[RECORDS FOR THE EXERCISE]
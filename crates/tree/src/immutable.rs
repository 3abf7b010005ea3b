//! A read-only view rooted at one node, bound to a version. Point lookup,
//! ordered iteration, size/height, and subtree hashing — spec.md §2, item 3.

use crate::codec;
use crate::hash::{NodeHash, EMPTY_TREE_HASH};
use crate::node::Child;
use merkle_kv_store::NodeStore;
use merkle_kv_types::{StoreError, Version};
use std::cmp::Ordering;

/// A frozen view of the tree as of `version`. Safe to read concurrently
/// with other `ImmutableTree`s and with a `MutableTree`'s own reads,
/// provided `version` is not deleted for the duration of the read (spec.md
/// §5).
#[derive(Clone)]
pub struct ImmutableTree<'s> {
    store: &'s dyn NodeStore,
    root: Option<Child>,
    version: Version,
}

impl<'s> ImmutableTree<'s> {
    pub(crate) fn new(store: &'s dyn NodeStore, root: Option<Child>, version: Version) -> Self {
        Self {
            store,
            root,
            version,
        }
    }

    /// The version this view is bound to.
    pub fn version(&self) -> Version {
        self.version
    }

    /// `true` iff this view has no keys.
    pub fn is_empty(&self) -> bool {
        self.root.is_none()
    }

    /// The subtree hash of the whole tree: the root node's hash, or
    /// [`EMPTY_TREE_HASH`] for an empty tree.
    pub fn hash(&self) -> Result<NodeHash, StoreError> {
        match &self.root {
            None => Ok(*EMPTY_TREE_HASH),
            Some(child) => Ok(codec::resolve(self.store, child)?.hash()),
        }
    }

    /// Number of leaves.
    pub fn size(&self) -> Result<u64, StoreError> {
        match &self.root {
            None => Ok(0),
            Some(child) => Ok(codec::resolve(self.store, child)?.size),
        }
    }

    /// Tree height (0 for a single leaf, -1 conventionally treated as empty
    /// by callers that need it; here simply `None` for empty).
    pub fn height(&self) -> Result<Option<i32>, StoreError> {
        match &self.root {
            None => Ok(None),
            Some(child) => Ok(Some(codec::resolve(self.store, child)?.height)),
        }
    }

    /// Point lookup by descending the tree (spec.md §4.4, the non-fast-path
    /// branch).
    pub fn get(&self, key: &[u8]) -> Result<Option<Vec<u8>>, StoreError> {
        let Some(root) = &self.root else {
            return Ok(None);
        };
        Self::get_recursive(self.store, root, key)
    }

    fn get_recursive(
        store: &dyn NodeStore,
        child: &Child,
        key: &[u8],
    ) -> Result<Option<Vec<u8>>, StoreError> {
        let node = codec::resolve(store, child)?;
        if node.is_leaf() {
            return Ok((key == node.key.as_slice())
                .then(|| node.value().map(<[u8]>::to_vec))
                .flatten());
        }
        let (left, right) = node.inner_children()?;
        match key.cmp(node.key.as_slice()) {
            Ordering::Less => Self::get_recursive(store, &left, key),
            _ => Self::get_recursive(store, &right, key),
        }
    }

    /// In-order traversal, yielding every `(key, value)` pair ascending.
    /// Used for versioned iteration not covered by the fast path (spec.md
    /// §4.5) and for the fast-path upgrade's repopulation pass (§4.7).
    pub fn iter_in_order(&self) -> Result<Vec<(Vec<u8>, Vec<u8>)>, StoreError> {
        let mut out = Vec::new();
        if let Some(root) = &self.root {
            Self::collect_in_order(self.store, root, &mut out)?;
        }
        Ok(out)
    }

    fn collect_in_order(
        store: &dyn NodeStore,
        child: &Child,
        out: &mut Vec<(Vec<u8>, Vec<u8>)>,
    ) -> Result<(), StoreError> {
        let node = codec::resolve(store, child)?;
        match node.value() {
            Some(value) => {
                out.push((node.key.clone(), value.to_vec()));
                Ok(())
            }
            None => {
                let (left, right) = node.inner_children()?;
                Self::collect_in_order(store, &left, out)?;
                Self::collect_in_order(store, &right, out)
            }
        }
    }

}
[/RECORDS FOR THE EXERCISE]
WHAT YOU NEED TO DO: When the line containing "pub fn version(&self)" is reached, include it and stop. Until then, output each line of the entries exactly as given, starting from the first.

RESULT:
filename crates/tree/src/immutable.rs
repository 3abf7b010005ea3b
//! A read-only view rooted at one node, bound to a version. Point lookup,
//! ordered iteration, size/height, and subtree hashing — spec.md §2, item 3.

use crate::codec;
use crate::hash::{NodeHash, EMPTY_TREE_HASH};
use crate::node::Child;
use merkle_kv_store::NodeStore;
use merkle_kv_types::{StoreError, Version};
use std::cmp::Ordering;

/// A frozen view of the tree as of `version`. Safe to read concurrently
/// with other `ImmutableTree`s and with a `MutableTree`'s own reads,
/// provided `version` is not deleted for the duration of the read (spec.md
/// §5).
#[derive(Clone)]
pub struct ImmutableTree<'s> {
    store: &'s dyn NodeStore,
    root: Option<Child>,
    version: Version,
}

impl<'s> ImmutableTree<'s> {
    pub(crate) fn new(store: &'s dyn NodeStore, root: Option<Child>, version: Version) -> Self {
        Self {
            store,
            root,
            version,
        }
    }

    /// The version this view is bound to.
    pub fn version(&self) -> Version {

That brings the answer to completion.